Why should you worry about the "order by" clause?
Well, as a DBA or database programmer you know that sorting is a

fairly expensive operation in terms of time and resources. And if you
were forced to use it always, even in a situation where you didn't need
it, you could expect degradation of performance, especially in large
databases.
Is it possible to avoid sorting in ranking functions? If possible, how

would it improve performance?
Let's try to answer these questions.

How to Avoid Sorting in Ranking Functions
Create a sample table (Listing 1):
-- Listing 1. Create a sample table.

CREATE TABLE RankingFunctions(orderID int NOT NULL);
INSERT INTO RankingFunctions VALUES(7);
Run the next query with the ROW_NUMBER() function:
SELECT ROW_NUMBER () OVER (ORDER BY orderID) AS rowNum,

orderID
FROM RankingFunctions;
If you check the execution plan for that query (see Figure 1), you will
find that the Sort operator is very expensive and costs 78 percent.
Run the same query, leaving the OVER() clause blank:
SELECT ROW_NUMBER () OVER () AS rowNum, orderID

You will get an error:
Msg 4112, Level 15, State 1, Line 1

The ranking function "row_number" must have an ORDER BY
clause.
Since the parser doesn't allow you to avoid the "order by" clause,
maybe you can force the query optimizer to stop using the Sort
operator. For example, you could create a computed column that
consists of a simple integer, 1, and then use that virtual column in the
"order by" clause (Listing 2):
-- Listing 2. ORDER BY computed column.

-- Query 1: Using derived table.
SELECT ROW_NUMBER () OVER (ORDER BY const) AS rowNum,
orderID
FROM (SELECT orderID, 1 as const
FROM RankingFunctions) t1
GO
-- Query 2: Using common table expression (CTE).
WITH OriginalOrder AS
(SELECT orderID, 1 as const
FROM RankingFunctions)
SELECT ROW_NUMBER () OVER (ORDER BY const) AS rowNum,
orderID
FROM OriginalOrder;
If you check the execution plans now (see Figure 2), you will find that
query optimizer doesn't use the Sort operator anymore. Both queries
will generate the row numbers and return the orderID values in the
original order.
RowNum orderID
1 7
2 11
3 4
4 21
5 15
There is a small problem with the queries in Listing 2 — they need

time (resources) to create and populate the virtual column.
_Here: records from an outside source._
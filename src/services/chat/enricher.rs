//! Context Enricher
//!
//! Turns an inbound `ChatRequest` into the canonical message list for the
//! cascade: an executive system prompt with the dashboard's live context and
//! text-format tool instructions, followed by bounded history and the new
//! turns. Images ride on the latest user message.

use serde_json::Value;
use tracing::warn;

use suite_gateway_llm::{CanonicalMessage, ImageAttachment, Role, ToolDefinition};
use suite_gateway_tools::{build_tool_call_instructions, truncate_chars};

use super::types::{ChatRequest, InboundMessage};
use crate::config::ExecutiveConfig;

/// Upper bound on each embedded context block.
const MAX_CONTEXT_BLOCK_CHARS: usize = 4_000;

pub struct ContextEnricher {
    executives: Vec<ExecutiveConfig>,
    history_limit: usize,
}

impl ContextEnricher {
    pub fn new(executives: Vec<ExecutiveConfig>, history_limit: usize) -> Self {
        Self {
            executives,
            history_limit,
        }
    }

    /// Canonical messages for one request.
    pub fn build(
        &self,
        executive: &ExecutiveConfig,
        request: &ChatRequest,
        tools: &[ToolDefinition],
    ) -> Vec<CanonicalMessage> {
        let inbound_system: Vec<&str> = request
            .conversation_history
            .iter()
            .chain(request.messages.iter())
            .filter(|m| m.role.eq_ignore_ascii_case("system"))
            .map(|m| m.content.trim())
            .filter(|c| !c.is_empty())
            .collect();

        let mut messages = vec![CanonicalMessage::system(self.system_prompt(
            executive,
            request,
            tools,
            &inbound_system,
        ))];

        let skip = request
            .conversation_history
            .len()
            .saturating_sub(self.history_limit);
        messages.extend(
            request
                .conversation_history
                .iter()
                .skip(skip)
                .chain(request.messages.iter())
                .filter_map(to_canonical),
        );

        let images: Vec<ImageAttachment> = request
            .images
            .iter()
            .filter_map(|uri| {
                let image = ImageAttachment::from_data_uri(uri);
                if image.is_none() {
                    warn!(prefix = %truncate_chars(uri, 32), "Dropping malformed image data URI");
                }
                image
            })
            .collect();
        if !images.is_empty() {
            match messages.iter_mut().rev().find(|m| m.role == Role::User) {
                Some(last_user) => last_user.images.extend(images),
                None => warn!("Images supplied without a user message, ignoring"),
            }
        }

        messages
    }

    fn system_prompt(
        &self,
        executive: &ExecutiveConfig,
        request: &ChatRequest,
        tools: &[ToolDefinition],
        inbound_system: &[&str],
    ) -> String {
        let mut prompt = format!(
            "You are the {title} (\"{name}\") of the Suite AI executive team. \
             Answer the dashboard user directly and concisely. Use tools for live data \
             instead of guessing, and never invent numbers.",
            title = executive.title,
            name = executive.name
        );
        if !executive.persona.trim().is_empty() {
            prompt.push_str("\n\n");
            prompt.push_str(executive.persona.trim());
        }

        let blocks = [
            ("User Context", request.user_context.as_ref()),
            ("Mining Statistics", request.mining_stats.as_ref()),
            ("System Version", request.system_version.as_ref()),
        ];
        let rendered: Vec<String> = blocks
            .iter()
            .filter_map(|(title, value)| {
                value
                    .filter(|v| !is_empty_value(v))
                    .map(|v| format!("### {}\n{}", title, render_block(v)))
            })
            .collect();
        if !rendered.is_empty() {
            prompt.push_str("\n\n## Live Context\n");
            prompt.push_str(&rendered.join("\n\n"));
        }

        if request.council_mode {
            let others: Vec<String> = self
                .executives
                .iter()
                .filter(|e| e.name != executive.name)
                .map(|e| format!("{} ({})", e.title, e.name))
                .collect();
            prompt.push_str("\n\n## Council Mode\n");
            prompt.push_str(&format!(
                "You are deliberating in council with: {}. Give your perspective as the {}, \
                 point out where the others would likely disagree, and finish with one \
                 concrete recommendation.",
                if others.is_empty() {
                    "no other executives".to_string()
                } else {
                    others.join(", ")
                },
                executive.title
            ));
        }

        for extra in inbound_system {
            prompt.push_str("\n\n");
            prompt.push_str(extra);
        }

        if !tools.is_empty() {
            prompt.push_str("\n\n");
            prompt.push_str(&build_tool_call_instructions(tools));
        }
        prompt
    }
}

fn to_canonical(message: &InboundMessage) -> Option<CanonicalMessage> {
    let content = message.content.trim();
    if content.is_empty() {
        return None;
    }
    match message.role.to_ascii_lowercase().as_str() {
        "system" | "tool" => None,
        "assistant" | "model" => Some(CanonicalMessage::assistant(content)),
        _ => Some(CanonicalMessage::user(content)),
    }
}

fn is_empty_value(value: &Value) -> bool {
    match value {
        Value::Null => true,
        Value::String(s) => s.trim().is_empty(),
        Value::Object(map) => map.is_empty(),
        Value::Array(items) => items.is_empty(),
        _ => false,
    }
}

fn render_block(value: &Value) -> String {
    let text = match value {
        Value::String(s) => s.clone(),
        other => serde_json::to_string_pretty(other).unwrap_or_else(|_| other.to_string()),
    };
    truncate_chars(&text, MAX_CONTEXT_BLOCK_CHARS)
}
As a
result, the performance gains that you achieve by avoiding the sort
operation may disappear when you populate the computed column. Is
there any other way to skip the sort operation?
Let's try to answer this question.
The "order by" clause allows the expressions. The expression can be
simple, constant, variable, column, and so on. Simple expressions can
be organized into complex ones.
What if you talk to query optimizer using the expression's language?
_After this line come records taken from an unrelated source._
//! Emergency Fallback
//!
//! Non-AI last resort used when every provider is exhausted. Ordered
//! keyword rules pick tools from the raw user query; matched tools run
//! directly through the executor and their results are rendered into a
//! fixed-format report. Without a match, an instructional message explains
//! what can still be asked.

use serde_json::Value;
use std::sync::Arc;
use tracing::{info, warn};

use suite_gateway_core::{ExecutionContext, RequestContext};
use suite_gateway_llm::ToolCall;
use suite_gateway_tools::{truncate_chars, ToolResult};

use crate::services::tools::{ExecutedTool, ToolExecutor};

const MAX_LIST_ITEMS: usize = 5;
const MAX_VALUE_CHARS: usize = 160;

/// Keyword rule: any keyword in the query selects `tool`.
#[derive(Debug, Clone)]
pub struct EmergencyRule {
    pub tool: String,
    pub title: String,
    /// Shown in the no-match help text
    pub hint: String,
    pub keywords: Vec<String>,
}

impl EmergencyRule {
    pub fn new(tool: &str, title: &str, hint: &str, keywords: &[&str]) -> Self {
        Self {
            tool: tool.to_string(),
            title: title.to_string(),
            hint: hint.to_string(),
            keywords: keywords.iter().map(|k| k.to_lowercase()).collect(),
        }
    }

    fn matches(&self, lowered_query: &str) -> bool {
        self.keywords.iter().any(|k| lowered_query.contains(k.as_str()))
    }
}

pub fn default_emergency_rules() -> Vec<EmergencyRule> {
    vec![
        EmergencyRule::new(
            "get_mining_stats",
            "Mining Statistics",
            "mining stats, hashrate or shares",
            &["mining", "hashrate", "hash rate", "shares", "payout", "earnings"],
        ),
        EmergencyRule::new(
            "get_system_status",
            "System Status",
            "system status or health",
            &["status", "health", "uptime", "online"],
        ),
        EmergencyRule::new("list_agents", "Agents", "the agent roster", &["agent"]),
        EmergencyRule::new("list_tasks", "Tasks", "open tasks", &["task"]),
    ]
}

/// Rendered report plus the tools that produced it.
#[derive(Debug, Clone)]
pub struct EmergencyReport {
    pub response: String,
    pub executed: Vec<ExecutedTool>,
}

pub struct EmergencyFallback {
    executor: Arc<ToolExecutor>,
    rules: Vec<EmergencyRule>,
}

impl EmergencyFallback {
    pub fn new(executor: Arc<ToolExecutor>, rules: Vec<EmergencyRule>) -> Self {
        Self { executor, rules }
    }

    pub fn rules(&self) -> &[EmergencyRule] {
        &self.rules
    }

    /// Tool names referenced by the rules, for startup validation.
    pub fn tool_names(&self) -> impl Iterator<Item = &str> {
        self.rules.iter().map(|r| r.tool.as_str())
    }

    /// Matching rules in declaration order, one per tool.
    pub fn matching_rules(&self, query: &str) -> Vec<&EmergencyRule> {
        let lowered = query.to_lowercase();
        let mut matched: Vec<&EmergencyRule> = Vec::new();
        for rule in &self.rules {
            if rule.matches(&lowered) && !matched.iter().any(|m| m.tool == rule.tool) {
                matched.push(rule);
            }
        }
        matched
    }

    pub async fn respond(&self, ctx: &RequestContext, query: &str) -> EmergencyReport {
        let matched = self.matching_rules(query);
        if matched.is_empty() {
            info!(request_id = ctx.request_id(), "Emergency fallback: no keyword matched");
            return EmergencyReport {
                response: self.help_message(),
                executed: Vec::new(),
            };
        }

        let mut sections = Vec::with_capacity(matched.len());
        let mut executed = Vec::with_capacity(matched.len());
        for rule in matched {
            let call = ToolCall::generated(rule.tool.clone(), "{}");
            let result = self.executor.execute(ctx, &call).await;
            if !result.success {
                warn!(tool = %rule.tool, error = ?result.error, "Emergency tool failed");
            }
            sections.push(render_section(&rule.title, &result));
            executed.push(ExecutedTool { call, result });
        }

        info!(
            request_id = ctx.request_id(),
            tools = executed.len(),
            "Emergency fallback report rendered"
        );
        EmergencyReport {
            response: format!(
                "AI providers are temporarily unavailable, so this answer was assembled \
                 directly from live data.\n\n{}",
                sections.join("\n\n")
            ),
            executed,
        }
    }

    fn help_message(&self) -> String {
        let hints = self
            .rules
            .iter()
            .map(|r| format!("- {}", r.hint))
            .collect::<Vec<_>>()
            .join("\n");
        format!(
            "All AI providers are temporarily unavailable (quota or rate limits were \
             reached, or they did not respond in time), so I cannot compose a full answer \
             right now.\n\nI can still fetch live data without AI. Try asking about:\n{}\n\n\
             Full AI responses should return in a few minutes.",
            hints
        )
    }
}

fn render_section(title: &str, result: &ToolResult) -> String {
    if !result.success {
        return format!(
            "## {}\nUnavailable: {}",
            title,
            result.error.as_deref().unwrap_or("unknown error")
        );
    }
    let body = match result.result.as_ref() {
        None | Some(Value::Null) => "No data returned.".to_string(),
        Some(value) => render_value(value),
    };
    format!("## {}\n{}", title, body)
}

fn render_value(value: &Value) -> String {
    match value {
        Value::Object(map) if !map.is_empty() => map
            .iter()
            .map(|(key, v)| format!("- {}: {}", humanize_key(key), render_scalar(v)))
            .collect::<Vec<_>>()
            .join("\n"),
        Value::Array(items) if !items.is_empty() => {
            let mut lines: Vec<String> = items
                .iter()
                .take(MAX_LIST_ITEMS)
                .map(|item| format!("- {}", render_scalar(item)))
                .collect();
            if items.len() > MAX_LIST_ITEMS {
                lines.push(format!("- ...and {} more", items.len() - MAX_LIST_ITEMS));
            }
            lines.join("\n")
        }
        Value::Object(_) | Value::Array(_) => "No data returned.".to_string(),
        other => render_scalar(other),
    }
}

fn render_scalar(value: &Value) -> String {
    let text = match value {
        Value::String(s) => s.clone(),
        Value::Array(items) => format!("{} item(s)", items.len()),
        Value::Object(map) => {
            // Prefer a human label when the object has one
            match ["name", "title", "status"]
                .iter()
                .find_map(|k| map.get(*k).and_then(Value::as_str))
            {
                Some(label) => label.to_string(),
                None => value.to_string(),
            }
        }
        other => other.to_string(),
    };
    truncate_chars(&text, MAX_VALUE_CHARS)
}

/// `valid_shares` / `validShares` -> `Valid shares`
fn humanize_key(key: &str) -> String {
    let mut words = String::with_capacity(key.len() + 4);
    let mut prev_lower = false;
    for ch in key.chars() {
        if ch == '_' || ch == '-' {
            words.push(' ');
            prev_lower = false;
        } else if ch.is_uppercase() && prev_lower {
            words.push(' ');
            words.extend(ch.to_lowercase());
            prev_lower = false;
        } else {
            words.push(ch);
            prev_lower = ch.is_lowercase() || ch.is_ascii_digit();
        }
    }
    let mut chars = words.chars();
    match chars.next() {
        Some(first) => first.to_uppercase().chain(chars).collect(),
        None => String::new(),
    }
}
For example, try to use the subquery as an expression:
SELECT ROW_NUMBER () OVER (ORDER BY (SELECT orderID FROM

RankingFunctions)) AS rowNum, orderID
No, you can't bypass the parser. You will get an error:
Msg 512, Level 16, State 1, Line 1

Subquery returned more than 1 value. This is not permitted
when the subquery follows =, !=, <, <= , >, >= or when the
subquery is used as an expression.
O-o-o-p-s, here's the hint! The expression (or in our case, the
subquery) has to produce a single value.
This should work:
SELECT ROW_NUMBER () OVER (ORDER BY (SELECT MAX(OrderID)

FROM RankingFunctions)) AS rowNum, orderID
FROM rankingFunctions;
Bingo! That query is working exactly as you wanted — no Sort

operator has been used.
Now you can write an expression in the "order by" clause that returns
a single value, forcing the query optimizer to refrain from using a sort
operation.
By the way, the solutions in Listing 2 worked because the integer

values in computed columns have been duplicated in all the rows and
for that reason were considered a single value.
Here are some more examples of expression usage in an "order by"

clause (Listing 3):
-- Listing 3. Using an expression in an ORDER BY clause.

SELECT ROW_NUMBER () OVER (ORDER BY (SELECT 1 FROM
sysobjects WHERE 1<>1)) AS rowNum, orderID
GO
SELECT ROW_NUMBER () OVER (ORDER BY (SELECT 1)) AS rowNum,
orderID
GO
DECLARE @i as bit;
SELECT @i = 1;
SELECT ROW_NUMBER () OVER (ORDER BY @i) AS rowNum, orderID
Figure 3 shows the execution plans for the queries in Listing 3.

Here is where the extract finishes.